§ **Work request**: Scan the entries below and report only how many lines contain "timers".

§ **Provided records**:
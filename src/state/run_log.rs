//! Record of completed runs within one process

use chrono::{DateTime, Utc};
use serde::{Deserialize, Serialize};

use crate::render::format_clock;

/// One completed countdown
#[derive(Debug, Clone, PartialEq, Eq, Serialize, Deserialize)]
pub struct RunRecord {
    pub label: String,
    pub planned_seconds: u64,
    pub finished_at: DateTime<Utc>,
}

/// All runs completed since the process started
#[derive(Debug, Clone, Default, Serialize, Deserialize)]
pub struct RunLog {
    pub runs: Vec<RunRecord>,
}

impl RunLog {
    pub fn new() -> Self {
        Self::default()
    }

    /// Record a run that finished just now
    pub fn record(&mut self, label: &str, planned_seconds: u64) {
        self.runs.push(RunRecord {
            label: label.to_string(),
            planned_seconds,
            finished_at: Utc::now(),
        });
    }

    pub fn len(&self) -> usize {
        self.runs.len()
    }

    pub fn is_empty(&self) -> bool {
        self.runs.is_empty()
    }

    /// Sum of planned seconds across every run
    pub fn total_seconds(&self) -> u64 {
        self.runs.iter().map(|r| r.planned_seconds).sum()
    }

    /// Human-readable summary, one line per run
    pub fn summary(&self) -> String {
        if self.runs.is_empty() {
            return "  No timers completed.".to_string();
        }

        let mut out = String::from("  Session summary:\n");
        for (i, run) in self.runs.iter().enumerate() {
            out.push_str(&format!(
                "  {}. {} {} (finished {})\n",
                i + 1,
                run.label,
                format_clock(run.planned_seconds),
                run.finished_at.format("%H:%M:%S"),
            ));
        }
        out.push_str(&format!("  Total: {}", format_clock(self.total_seconds())));
        out
    }
}

#[cfg(test)]
mod tests {
    use super::*;

    #[test]
    fn summary_lists_runs_in_order() {
        let mut log = RunLog::new();
        assert_eq!(log.summary(), "  No timers completed.");

        log.record("Sprint", 2400);
        log.record("Break", 300);

        let summary = log.summary();
        assert_eq!(log.len(), 2);
        assert_eq!(log.total_seconds(), 2700);
        assert!(summary.contains("1. Sprint 40:00"));
        assert!(summary.contains("2. Break 05:00"));
        assert!(summary.ends_with("Total: 45:00"));
    }

    #[test]
    fn serializes_to_json() {
        let mut log = RunLog::new();
        log.record("Custom", 65);

        let json = serde_json::to_value(&log).unwrap();
        assert_eq!(json["runs"][0]["label"], "Custom");
        assert_eq!(json["runs"][0]["planned_seconds"], 65);
        assert!(json["runs"][0]["finished_at"].is_string());
    }
}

§ **Exercise output**: 2